For insight, "does the patient state he is mentally ill when asked" is not really appropriate as a sole criterion. If they are psychotic and don't even realize anything is wrong then yes, their insight is poor. If they are depressed and holding high level existential conversations with you about the exact nature of their depression and are able to realistically understand their symptoms and reason about them then I don't think "poor insight" is an accurate assessment.
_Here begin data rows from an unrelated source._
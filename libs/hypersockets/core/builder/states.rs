//! Compile-time markers for the builder
//!
//! `build()` only exists once both the URL and the event sink are set.

use std::marker::PhantomData;

pub trait UrlState {}

pub struct NoUrl;
impl UrlState for NoUrl {}

pub struct HasUrl;
impl UrlState for HasUrl {}

pub trait EventsState {}

pub struct NoEvents;
impl EventsState for NoEvents {}

pub struct HasEvents;
impl EventsState for HasEvents {}

/// Carries the URL and sink markers without storing anything
#[derive(Debug, Clone, Copy)]
pub struct TypeState<U, E> {
    _url: PhantomData<U>,
    _events: PhantomData<E>,
}

impl<U, E> TypeState<U, E> {
    pub(crate) fn new() -> Self {
        Self {
            _url: PhantomData,
            _events: PhantomData,
        }
    }
}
This really helps to clarify things on insight, which I was confused about... thanks so much. 👍
 
I appreciate the point you make. The problem some people fail to understand is that we ALL can be a little borderline, a little narcissistic, paranoid, etc at times. It is classified as a 'disorder' (I personally hate this term) when a person is unable to break out of that personality and are "stuck" in that mode

On a first time basis, usually in the Psyc ER setting, I use the term "cluster b traits" for axis II. Whether you put "rule out" in front is up to you, for that term I think it's kind of understood. Because maybe those traits only come out under that setting and normally they are doing great.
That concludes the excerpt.